Microsporidiosis poses an ongoing global threat to human health and animal wellbeing, in immunocompromised populations. As obligate intracellular parasites, microsporidia possess a greatly reduced genome and metabolome, whilst exhibiting an extensive array of extracellular proteins for host invasion and adherence. The aim of the work described in this thesis is to provide a clearer understanding of the microsporidian infectious pathway and presents a three- step pipeline to aid the discovery of novel proteins and mechanisms within that infectious pathway. Throughout the study, a combination of in-silico and laboratory-based investigations were performed to place equal emphasis on the proteins of the parasite and their respective hosts.

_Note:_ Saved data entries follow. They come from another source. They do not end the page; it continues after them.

// Slot assignment for one team side.
//
// Every roster player lives in exactly one of three partitions: the available
// list, the assignment map (slot -> name), or the bench. All mutations below
// preserve that partition and recompute the side's rating before returning.

use std::collections::{BTreeMap, HashSet};

use serde::{Deserialize, Serialize};
use tracing::{debug, info, warn};

use crate::formation::{layout_for, mirror_vertical, Formation, PitchPoint, Slot};
use crate::player::{parse_drag_payload, InvalidPayload, Player};
use crate::position::Role;
use crate::rating::{team_rating, RatingPolicy, TeamRating};

/// Slot index -> player name for one side.
pub type AssignmentMap = BTreeMap<usize, String>;

/// Which half of a vertical pitch a side defends.
#[derive(Debug, Clone, Copy, PartialEq, Eq, Serialize, Deserialize)]
#[serde(rename_all = "lowercase")]
pub enum Orientation {
    /// Own goal at y = 0; uses the canonical layout.
    Top,
    /// Own goal at y = 100; uses the mirrored layout.
    Bottom,
}

/// Index of the slot closest to `point`, or `None` when there are no slots.
///
/// Ties go to the first slot encountered. There is no distance cutoff.
pub fn nearest_slot(point: PitchPoint, slots: &[Slot]) -> Option<usize> {
    let mut best: Option<(usize, f64)> = None;
    for slot in slots {
        let dist = point.distance(&slot.point);
        match best {
            Some((_, best_dist)) if dist >= best_dist => {}
            _ => best = Some((slot.index, dist)),
        }
    }
    best.map(|(idx, _)| idx)
}

/// Result of dropping a player onto the pitch.
#[derive(Debug, Clone, PartialEq)]
pub enum DropOutcome {
    /// Player placed from the available list or bench. `displaced` names the
    /// previous occupant, now on the bench.
    Placed {
        slot: usize,
        displaced: Option<String>,
    },
    /// Player was already on the pitch and moved to another slot.
    Moved {
        from: usize,
        to: usize,
        displaced: Option<String>,
    },
    /// Player was re-dropped onto the slot they already hold.
    Unchanged { slot: usize },
    /// The formation has no slots.
    NoSlots,
    /// The player is not part of this side's roster.
    UnknownPlayer(String),
    /// The drag payload could not be parsed.
    InvalidPayload(InvalidPayload),
}

impl DropOutcome {
    /// Whether the drop changed the side's state.
    pub fn changed(&self) -> bool {
        matches!(self, DropOutcome::Placed { .. } | DropOutcome::Moved { .. })
    }
}

/// Where a roster player currently sits.
#[derive(Debug, Clone, Copy, PartialEq, Eq)]
pub enum Placement {
    Available,
    Assigned(usize),
    Bench,
}

/// One team's board: formation slots, roster partitions, and rating.
#[derive(Debug, Clone)]
pub struct TeamSide {
    team: Option<String>,
    formation: Formation,
    orientation: Orientation,
    slots: Vec<Slot>,
    roles: Vec<Role>,
    roster: Vec<Player>,
    available: Vec<Player>,
    assigned: AssignmentMap,
    bench: Vec<Player>,
    rating: TeamRating,
    policy: RatingPolicy,
}

impl TeamSide {
    /// Create an empty side with no team selected.
    pub fn new(orientation: Orientation, formation: Formation, policy: RatingPolicy) -> Self {
        let mut side = TeamSide {
            team: None,
            formation,
            orientation,
            slots: Vec::new(),
            roles: Vec::new(),
            roster: Vec::new(),
            available: Vec::new(),
            assigned: AssignmentMap::new(),
            bench: Vec::new(),
            rating: TeamRating::default(),
            policy,
        };
        side.regenerate_slots();
        side
    }

    // -----------------------------------------------------------------------
    // Accessors
    // -----------------------------------------------------------------------

    pub fn team(&self) -> Option<&str> {
        self.team.as_deref()
    }

    pub fn formation(&self) -> Formation {
        self.formation
    }

    pub fn orientation(&self) -> Orientation {
        self.orientation
    }

    pub fn slots(&self) -> &[Slot] {
        &self.slots
    }

    pub fn roles(&self) -> &[Role] {
        &self.roles
    }

    pub fn roster(&self) -> &[Player] {
        &self.roster
    }

    pub fn available(&self) -> &[Player] {
        &self.available
    }

    pub fn assigned(&self) -> &AssignmentMap {
        &self.assigned
    }

    pub fn bench(&self) -> &[Player] {
        &self.bench
    }

    pub fn rating(&self) -> &TeamRating {
        &self.rating
    }

    pub fn policy(&self) -> &RatingPolicy {
        &self.policy
    }

    /// The roster entry occupying `slot`, if any.
    pub fn player_at(&self, slot: usize) -> Option<&Player> {
        let name = self.assigned.get(&slot)?;
        self.roster_player(name)
    }

    /// Which partition holds the named player.
    pub fn placement_of(&self, name: &str) -> Option<Placement> {
        if let Some((&slot, _)) = self.assigned.iter().find(|(_, n)| n.as_str() == name) {
            return Some(Placement::Assigned(slot));
        }
        if self.available.iter().any(|p| p.name == name) {
            return Some(Placement::Available);
        }
        if self.bench.iter().any(|p| p.name == name) {
            return Some(Placement::Bench);
        }
        None
    }

    // -----------------------------------------------------------------------
    // Reset contract
    // -----------------------------------------------------------------------

    /// Select a team and load its roster.
    ///
    /// Clears the assignment map and bench and refills the available list with
    /// the full roster in one step. Duplicate names keep their first entry.
    pub fn reset(&mut self, team: Option<String>, roster: Vec<Player>) {
        let mut seen = HashSet::new();
        let mut unique = Vec::with_capacity(roster.len());
        for player in roster {
            if seen.insert(player.name.clone()) {
                unique.push(player);
            } else {
                warn!(
                    "Duplicate player name '{}' in roster for {:?}, keeping first entry",
                    player.name, team
                );
            }
        }

        info!(
            "Resetting {:?} side: team={:?}, {} players",
            self.orientation,
            team,
            unique.len()
        );
        self.team = team;
        self.roster = unique;
        self.clear_assignments();
    }

    /// Switch formation. All assignments are cleared because slot indices
    /// change meaning.
    pub fn set_formation(&mut self, formation: Formation) {
        info!(
            "{:?} side formation {} -> {}",
            self.orientation, self.formation, formation
        );
        self.formation = formation;
        self.regenerate_slots();
        self.clear_assignments();
    }

    /// Replace the rating policy and recompute.
    pub fn set_policy(&mut self, policy: RatingPolicy) {
        self.policy = policy;
        self.recompute();
    }

    fn regenerate_slots(&mut self) {
        let layout = layout_for(self.formation);
        self.slots = match self.orientation {
            Orientation::Top => layout.slots,
            Orientation::Bottom => mirror_vertical(&layout.slots),
        };
        self.roles = layout.roles;
    }

    fn clear_assignments(&mut self) {
        self.assigned.clear();
        self.bench.clear();
        self.available = self.roster.clone();
        self.recompute();
    }

    // -----------------------------------------------------------------------
    // Drop / remove
    // -----------------------------------------------------------------------

    /// Parse a drag payload and drop the player at `point`.
    ///
    /// Invalid payloads are logged and leave the side untouched.
    pub fn drop_payload(&mut self, point: PitchPoint, raw: &str) -> DropOutcome {
        match parse_drag_payload(raw) {
            Ok(player) => self.resolve_drop(point, &player),
            Err(e) => {
                warn!("Ignoring drop with invalid payload: {}", e);
                DropOutcome::InvalidPayload(e)
            }
        }
    }

    /// Drop `player` at `point` (already in this side's percentage space).
    ///
    /// The nearest slot receives the player. A different occupant is moved to
    /// the end of the bench. The dropped player leaves whichever partition
    /// held them.
    pub fn resolve_drop(&mut self, point: PitchPoint, player: &Player) -> DropOutcome {
        let Some(target) = nearest_slot(point, &self.slots) else {
            debug!("Drop ignored: formation has no slots");
            return DropOutcome::NoSlots;
        };

        let name = player.name.as_str();
        let previous = match self.placement_of(name) {
            Some(p) => p,
            None => {
                warn!(
                    "Drop ignored: '{}' is not on the {:?} side's roster",
                    name, self.orientation
                );
                return DropOutcome::UnknownPlayer(name.to_string());
            }
        };

        if previous == Placement::Assigned(target) {
            return DropOutcome::Unchanged { slot: target };
        }

        if let Placement::Assigned(from) = previous {
            self.assigned.remove(&from);
        }

        let displaced = match self.assigned.insert(target, name.to_string()) {
            Some(occupant) => {
                let benched = self
                    .roster_player(&occupant)
                    .cloned()
                    .unwrap_or_else(|| Player::new(occupant.clone(), "", 0.0));
                self.bench.push(benched);
                Some(occupant)
            }
            None => None,
        };

        self.available.retain(|p| p.name != name);
        self.bench.retain(|p| p.name != name);
        self.recompute();

        info!(
            "Dropped '{}' into slot {} ({:?} side), displaced={:?}, avg={:.2}",
            name, target, self.orientation, displaced, self.rating.average
        );

        match previous {
            Placement::Assigned(from) => DropOutcome::Moved {
                from,
                to: target,
                displaced,
            },
            _ => DropOutcome::Placed {
                slot: target,
                displaced,
            },
        }
    }

    /// Clear `slot` and return its player to the available list.
    pub fn remove_player(&mut self, slot: usize) -> Option<Player> {
        let name = self.assigned.remove(&slot)?;
        let player = self
            .roster_player(&name)
            .cloned()
            .unwrap_or_else(|| Player::new(name.clone(), "", 0.0));
        self.available.push(player.clone());
        self.recompute();
        info!(
            "Removed '{}' from slot {} ({:?} side), avg={:.2}",
            name, slot, self.orientation, self.rating.average
        );
        Some(player)
    }

    fn roster_player(&self, name: &str) -> Option<&Player> {
        self.roster.iter().find(|p| p.name == name)
    }

    fn recompute(&mut self) {
        self.rating = team_rating(&self.assigned, &self.roster, &self.roles, &self.policy);
    }
}
// Library root for the tactics-board domain: formations, slot assignment,
// rating aggregation, saved analyses, favourite and custom teams. Nothing in
// here performs I/O; the app crate wires these types to the backend and the
// event loop.

pub mod analysis;
pub mod assignment;
pub mod board;
pub mod custom_team;
pub mod favourites;
pub mod formation;
pub mod player;
pub mod position;
pub mod rating;
pub mod strategy;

Firstly, an in-silico experiment was devised using hidden Markov modelling and orthology-based prediction to collate and expand current putative microsporidian spore wall and polar tube proteins. Next, a novel proteomic “SHIPP” method was designed to isolate and identify novel microsporidian surface proteins and their respective host target sites. Lastly, two transfection methods of microsporidia were attempted to validate spore-host interactions: namely, trial use of cell penetrating peptides; and an adaptation of the CHoP-In mutagenesis approach for the knockdown of host membrane proteins. The results produced a consensus database comprising 294 surface protein orthologues, split across 34 distinct protein types. As such it represents one of the most comprehensive databases of its kind, to date. A trial of the “SHIPP” assay was able to successfully select for the extracellular proteins of both microsporidia and host cells, whilst identifying six novel protein candidates in microsporidia for further characterisation. Finally, use of cell penetrating peptides was shown to be an ineffective method for microsporidian transfection, whilst the adaption of the CHoP-In protocol for the mutagenesis of host cells requires further work. CHoP-In components were successfully designed, but could not be fully implemented into a complete trial run. Ultimately, it is believed that the components of this pipeline will assist in the discovery of novel microsporidian surface proteins, with future adaptations potentially assisting with the design of novel microsporidian treatments and the generation of resistant livestock to minimise the impacts of microsporidiosis.